**Tantalize your taste buds with our Slam Dunk Butterflied Coconut Shrimp: A Culinary Symphony of Flavors and Textures**
Prepare to embark on a culinary journey like no other as we unveil the secrets behind our delectable Slam Dunk Butterflied Coconut Shrimp. This tantalizing dish is a symphony of flavors and textures that will leave you craving for more. Succulent shrimp, delicately butterflied and coated in a golden-brown coconut crust, takes center stage, offering a delightful crunch in every bite. Accompanied by three tantalizing dipping sauces - a sweet and tangy Orange Sauce, a creamy and flavorful Tartar Sauce, and a spicy Sriracha Mayo - this dish promises an explosion of flavors that will satisfy even the most discerning palate. Whether you're hosting a party or simply seeking a delightful meal, our Slam Dunk Butterflied Coconut Shrimp is sure to be a slam dunk!
SLAM DUNK
Steps:
- Preheat the oven to 350 degrees F. Line cupcake pans with 24 liners.
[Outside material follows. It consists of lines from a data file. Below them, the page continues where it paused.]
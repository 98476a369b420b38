//! Simulated environment: virtual clock and seeded RNG.

#![allow(clippy::disallowed_types, reason = "Shared clock and RNG state")]

use std::{
    ops::{Add, Sub},
    sync::{Arc, Mutex},
    time::Duration,
};

use chitchat_core::env::Environment;
use rand::{RngCore, SeedableRng};
use rand_chacha::ChaCha8Rng;

/// Wall-clock time at simulation start (2023-11-14T22:13:20Z).
const SIM_EPOCH_MILLIS: u64 = 1_700_000_000_000;

/// Virtual instant: time elapsed since simulation start.
#[derive(Debug, Clone, Copy, PartialEq, Eq, PartialOrd, Ord, Hash)]
pub struct SimInstant(Duration);

impl SimInstant {
    /// Time since simulation start.
    pub fn elapsed_since_start(self) -> Duration {
        self.0
    }
}

impl Add<Duration> for SimInstant {
    type Output = Self;

    fn add(self, rhs: Duration) -> Self {
        Self(self.0 + rhs)
    }
}

impl Sub for SimInstant {
    type Output = Duration;

    fn sub(self, rhs: Self) -> Duration {
        self.0.saturating_sub(rhs.0)
    }
}

struct SimState {
    elapsed: Duration,
    rng: ChaCha8Rng,
}

/// Deterministic environment.
///
/// Clones share one clock and one RNG, so several runtimes in the same test
/// observe consistent time. Time only moves through [`SimEnv::advance`] or
/// [`Environment::sleep`].
#[derive(Clone)]
pub struct SimEnv {
    state: Arc<Mutex<SimState>>,
}

impl Default for SimEnv {
    fn default() -> Self {
        Self::new()
    }
}

impl SimEnv {
    /// Environment with seed 0.
    pub fn new() -> Self {
        Self::with_seed(0)
    }

    /// Environment with an explicit RNG seed.
    pub fn with_seed(seed: u64) -> Self {
        Self {
            state: Arc::new(Mutex::new(SimState {
                elapsed: Duration::ZERO,
                rng: ChaCha8Rng::seed_from_u64(seed),
            })),
        }
    }

    /// Move the virtual clock forward.
    #[allow(clippy::expect_used)]
    pub fn advance(&self, duration: Duration) {
        let mut state = self.state.lock().expect("SimEnv mutex poisoned");
        state.elapsed += duration;
    }

    #[allow(clippy::expect_used)]
    fn elapsed(&self) -> Duration {
        self.state.lock().expect("SimEnv mutex poisoned").elapsed
    }
}

impl Environment for SimEnv {
    type Instant = SimInstant;

    fn now(&self) -> SimInstant {
        SimInstant(self.elapsed())
    }

    fn wall_clock_millis(&self) -> u64 {
        SIM_EPOCH_MILLIS + self.elapsed().as_millis() as u64
    }

    fn sleep(&self, duration: Duration) -> impl std::future::Future<Output = ()> + Send {
        self.advance(duration);
        std::future::ready(())
    }

    #[allow(clippy::expect_used)]
    fn random_bytes(&self, buffer: &mut [u8]) {
        self.state.lock().expect("SimEnv mutex poisoned").rng.fill_bytes(buffer);
    }
}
- In a medium bowl, stir together the flour, baking powder and salt. In a large mixing bowl, using a electric mixer with paddle attachment, beat the butter on medium to medium-high speed for 30 seconds, gradually adding the granulated sugar about 1/4 cup at a time, until combined. Scrape the sides of the bowl down and beat until light and fluffy, about 2 minutes more. Add the eggs one at a time, beating well after each addition. Add the honey and vanilla. Alternately add the flour mixture and the milk, beating on low speed after each addition just until combined. Fold in the chopped peanuts.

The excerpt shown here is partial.